The chapter introduces a key distinction between equilibrium machines — designed to settle into stable, repetitive behavior, the engines of the Industrial Revolution — and generative machines, capable of producing structured novelty. Language itself is a generative machine; LLMs are its latest and largest instantiation. Just as the steam locomotive forced an ontological displacement by performing autonomous motion once considered uniquely animal, LLMs force one by performing linguistic performance once considered uniquely human. The unease is real, but it arises from a mismatch between new mechanisms and inherited categories, not from anything supernatural.
This reframing opens a fork that will shape the rest of the book: AI can be developed either as a substitute for human labor, reinforcing the competitive logic of Homo economicus, or as an augmentation of human generative capacity, aligned with play, exploration, and creativity. The choice is cultural and institutional, not technical. The chapter closes with a reflexive account of how it was itself produced through human-AI collaboration, using that process as a concrete case study of what institutionalization of generative machines might look like in practice.
Chapter 2: Trapped in Work Mode
This chapter shifts from machines to lived experience. It opens with a concrete and familiar phenomenon: the disorientation many men face upon retirement, evidence of a deeper cultural condition in which identity and worth have been tightly bound to work. From this starting point, the chapter generalizes: work mode is a pervasive orientation in which time is structured by schedules, worth measured by output, and personal identity tied to labor markets.
Within this framework, AI registers automatically as threat — a competitor or replacement. Contemporary fears of displacement arise less from AI's intrinsic properties than from the evaluative lens imposed by Homo economicus. The chapter is diagnostic rather than prescriptive: its task is to make the contingency of work mode visible, and to loosen the reader's identification with it.
Chapter 3: The Rise and Collapse of Homo Economicus
This chapter provides the historical backbone. Homo economicus is not a natural form of human existence but the product of specific technological and institutional developments centered on equilibrium machines. The chapter opens with hunting-and-foraging societies — presented not as romantic precursors but as sophisticated systems featuring flexible coordination and distributed intelligence — before tracing the gradual subordination of generative human capacities to equilibrium-oriented systems through agriculture, the division of labor, and finally the Industrial Revolution.
The apparent "collapse" of Homo economicus is not the failure of rationality as such, but the exhaustion of a form of life overextended beyond its proper domain. Conrad's Heart of Darkness enters here as a moral counterpoint, marking the moment when economic rationality becomes global and self-undermining.

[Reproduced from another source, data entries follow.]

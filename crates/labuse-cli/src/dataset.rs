//! Dataset files handed over by the ingestion and classification layer.

use std::path::Path;

use anyhow::{Context, Result};
use labuse_core::{Area, AreaRegistry, NormalizedBatch, RawSession, normalize_all};
use serde::Deserialize;

/// Classified areas and raw session rows, as read from disk.
#[derive(Debug, Clone, Deserialize)]
pub struct Dataset {
    pub areas: Vec<Area>,
    #[serde(default)]
    pub sessions: Vec<RawSession>,
}

/// A dataset after registry construction and record normalization.
#[derive(Debug, Clone)]
pub struct Prepared {
    pub registry: AreaRegistry,
    pub batch: NormalizedBatch,
}

impl Dataset {
    /// Reads a JSON dataset file.
    pub fn load(path: &Path) -> Result<Self> {
        let content = std::fs::read_to_string(path)
            .with_context(|| format!("failed to read dataset {}", path.display()))?;
        serde_json::from_str(&content)
            .with_context(|| format!("failed to parse dataset {}", path.display()))
    }

    /// Builds the registry and normalizes every session row.
    ///
    /// Malformed rows are collected in the batch, not returned as errors.
    pub fn prepare(self) -> Result<Prepared> {
        let registry = AreaRegistry::new(self.areas).context("invalid area list")?;
        let batch = normalize_all(&self.sessions);
        Ok(Prepared { registry, batch })
    }
}

/// Loads and prepares a dataset, reporting rejected rows on stderr.
pub fn load_prepared(path: &Path) -> Result<Prepared> {
    let prepared = Dataset::load(path)?.prepare()?;

    let rejected = &prepared.batch.rejected;
    if !rejected.is_empty() {
        eprintln!("Warning: {} record(s) rejected:", rejected.len());
        for record in rejected {
            eprintln!("  {record}");
        }
    }

    Ok(prepared)
}
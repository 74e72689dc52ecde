//! Cache command: inspect or clear stored timelines.

use std::io::Write;

use anyhow::Result;

use crate::Config;
use crate::commands::util::open_cache;

/// Prints cache location, entry count, and age range.
pub fn stats<W: Write>(writer: &mut W, config: &Config) -> Result<()> {
    writeln!(writer, "Cache: {}", config.database_path.display())?;
    if !config.cache_enabled {
        writeln!(writer, "Caching is disabled.")?;
    }
    if !config.database_path.exists() {
        writeln!(writer, "No cached timelines.")?;
        return Ok(());
    }

    let stats = open_cache(config)?.stats()?;
    if stats.entries == 0 {
        writeln!(writer, "No cached timelines.")?;
        return Ok(());
    }

    writeln!(writer, "Entries: {}", stats.entries)?;
    writeln!(writer, "Payload: {} bytes", stats.payload_bytes)?;
    if let (Some(oldest), Some(newest)) = (stats.oldest, stats.newest) {
        writeln!(writer, "Oldest:  {}", oldest.to_rfc3339())?;
        writeln!(writer, "Newest:  {}", newest.to_rfc3339())?;
    }

    Ok(())
}

/// Removes every cached timeline.
pub fn clear<W: Write>(writer: &mut W, config: &Config) -> Result<()> {
    if !config.database_path.exists() {
        writeln!(writer, "Cache is already empty.")?;
        return Ok(());
    }

    let removed = open_cache(config)?.clear()?;
    tracing::info!(removed, "cleared result cache");
    writeln!(writer, "Removed {removed} cached timeline(s).")?;
    Ok(())
}
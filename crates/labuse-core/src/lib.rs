//! Core domain logic for lab utilization statistics.
//!
//! This crate contains:
//! - Session model: validating raw login records
//! - Area registry: known areas and their computer counts
//! - Timeline engine: per-area, per-minute concurrency via a sweep
//! - Summary queries and report tables over a finished timeline

mod error;
pub mod registry;
pub mod report;
pub mod session;
pub mod summary;
pub mod timeline;
pub mod types;

pub use error::OccupancyError;
pub use registry::{Area, AreaRegistry};
pub use report::{ReportConfig, UtilizationReport, build_report};
pub use session::{
    MalformedRecord, NormalizedBatch, RawSession, RejectedRecord, Session, normalize,
    normalize_all,
};
pub use summary::{
    BuildingTimeline, Percentage, PercentageBasis, building_rollup, daily_max,
    observed_partitioned_max, overall_max, partitioned_max, percentage_of_capacity,
};
pub use timeline::{
    AreaTimeline, DEFAULT_MAX_GRID_MINUTES, MinuteGrid, Occupancy, Timeline, TimelineConfig,
    build_timeline, build_timeline_on_grid, build_timeline_with,
};
pub use types::{AreaId, BuildingId, ValidationError};
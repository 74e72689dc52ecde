//! Known areas and their computer counts.

use std::collections::{BTreeMap, BTreeSet};

use serde::{Deserialize, Serialize};

use crate::error::OccupancyError;
use crate::session::Session;
use crate::types::{AreaId, BuildingId};

/// One floor of one building.
#[derive(Debug, Clone, PartialEq, Eq, Serialize, Deserialize)]
pub struct Area {
    /// Compact label, e.g. `LIB-2`.
    pub id: AreaId,
    pub building: BuildingId,
    pub floor: String,
    /// Number of distinct computers known in the area.
    pub capacity: u32,
}

/// The set of areas a run may reference.
///
/// Built once from the classifier's output. Iteration order is sorted by
/// area ID so results are deterministic. Serialized as a list of areas;
/// deserializing goes through [`AreaRegistry::new`].
#[derive(Debug, Clone, Default, PartialEq, Eq, Serialize, Deserialize)]
#[serde(try_from = "Vec<Area>", into = "Vec<Area>")]
pub struct AreaRegistry {
    areas: BTreeMap<AreaId, Area>,
}

impl TryFrom<Vec<Area>> for AreaRegistry {
    type Error = OccupancyError;

    fn try_from(areas: Vec<Area>) -> Result<Self, Self::Error> {
        Self::new(areas)
    }
}

impl From<AreaRegistry> for Vec<Area> {
    fn from(registry: AreaRegistry) -> Self {
        registry.areas.into_values().collect()
    }
}

impl AreaRegistry {
    /// Builds a registry, rejecting duplicate area IDs.
    pub fn new(areas: impl IntoIterator<Item = Area>) -> Result<Self, OccupancyError> {
        let mut map = BTreeMap::new();
        for area in areas {
            if map.contains_key(&area.id) {
                return Err(OccupancyError::DuplicateArea { area: area.id });
            }
            map.insert(area.id.clone(), area);
        }
        Ok(Self { areas: map })
    }

    /// Capacity of a registered area.
    ///
    /// An unknown area is an error; it never reads as zero capacity.
    pub fn capacity_of(&self, area: &AreaId) -> Result<u32, OccupancyError> {
        self.get(area)
            .map(|a| a.capacity)
            .ok_or_else(|| OccupancyError::UnknownArea {
                area: area.clone(),
                index: None,
            })
    }

    pub fn get(&self, area: &AreaId) -> Option<&Area> {
        self.areas.get(area)
    }

    pub fn contains(&self, area: &AreaId) -> bool {
        self.areas.contains_key(area)
    }

    pub fn all_areas(&self) -> impl Iterator<Item = &Area> {
        self.areas.values()
    }

    pub fn len(&self) -> usize {
        self.areas.len()
    }

    pub fn is_empty(&self) -> bool {
        self.areas.is_empty()
    }

    /// Distinct buildings, sorted.
    pub fn buildings(&self) -> BTreeSet<&BuildingId> {
        self.areas.values().map(|a| &a.building).collect()
    }

    pub fn areas_in_building<'a>(
        &'a self,
        building: &'a BuildingId,
    ) -> impl Iterator<Item = &'a Area> + 'a {
        self.areas.values().filter(move |a| &a.building == building)
    }

    /// Sum of member capacities.
    pub fn building_capacity(&self, building: &BuildingId) -> u64 {
        self.areas_in_building(building)
            .map(|a| u64::from(a.capacity))
            .sum()
    }

    /// Checks that every session references a registered area.
    ///
    /// Stops at the first offender and reports its index in `sessions`.
    pub fn validate_sessions(&self, sessions: &[Session]) -> Result<(), OccupancyError> {
        match sessions
            .iter()
            .enumerate()
            .find(|(_, s)| !self.contains(s.area()))
        {
            Some((index, session)) => Err(OccupancyError::UnknownArea {
                area: session.area().clone(),
                index: Some(index),
            }),
            None => Ok(()),
        }
    }
}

Chapter 4: Homo Ludens — Exploration, Play, and Freedom
Homo ludens has never disappeared. It has persisted in marginal, protected, or undervalued forms: play, art, music, language, ritual, and exploration. This chapter's central claim is that human freedom and creativity are not opposed to mechanism but are grounded in a special class of mechanisms — decoupled, autonomous generative systems maintained far from equilibrium.
Play is treated not as leisure or escape, but as a mode of engagement in which generative mechanisms are allowed to operate openly — disciplined exploration of possibility rather than chaotic freedom. By the chapter's end, Homo ludens is no longer a romantic ideal but a viable and already-existing mode of life, newly salient as generative machines re-enter the center of social and cultural life.
Chapter 5: Science Fiction Imagines the Future
Science fiction has long functioned as a collective ludic laboratory — a cultural space in which societies explore alternative forms of life unconstrained by existing economic arrangements. Moving through Forbidden Planet, 2001: A Space Odyssey, The Matrix, and Spielberg's A.I., the chapter arrives at its central case: the Star Trek universe, which is fundamentally post-scarcity. In that world, exploration, learning, diplomacy, and self-cultivation replace work mode as the primary orientation. Deep Space Nine complicates this without abandoning the baseline, reintroducing moral ambiguity and political conflict. The chapter pays particular attention to the Trill and the Changelings as early narrative explorations of distributed identity and non-unitary selfhood — anticipating the doppelganger concept developed in later chapters.
Science fiction emerges not as speculative appendix to theory but as a parallel cognitive technology, preparing readers to inhabit rather than merely analyze an alternative world.
Chapter 6: The Transformation — Kisangani 2150
This chapter marks a deliberate shift in mode. Having established ludic principles conceptually, the book moves fully into speculative narrative to explore what happens when those principles become the organizing basis of a society. The setting is Kisangani in the year 2150, developed in dialogue with Kim Stanley Robinson's New York 2140.
The narrative centers on the Mystic Jewels — a loosely coordinated transnational network of dissidents, creatives, and technologists who converge on Kisangani over the late 21st and early 22nd centuries, experimenting with alternative institutional forms and generative technologies. Their relative invisibility is described using Wakanda-style stealth as a metaphorical shorthand. The chapter culminates when the Jewels reveal themselves publicly — not as revolution, but as the exposure of an already-functioning alternative. Ludic mode, long practiced in protected spaces, is shown to be capable of scaling into a viable social order.
Chapter 7: At Play in a World of Doppelgangers
This chapter allows the reader to inhabit a mature ludic society from the inside, through extended dialogue among young Kisanganians and their Mirrors — computational doppelgangers that function not as tools or replacements but as long-term cognitive partners. The chapter centers on ritual moments that articulate the ethical settlement Kisangani has reached with artificial intelligence, including an adolescent initiation ritual and a later rite confronting the asymmetry between human mortality and the potential non-mortality of doppelgangers.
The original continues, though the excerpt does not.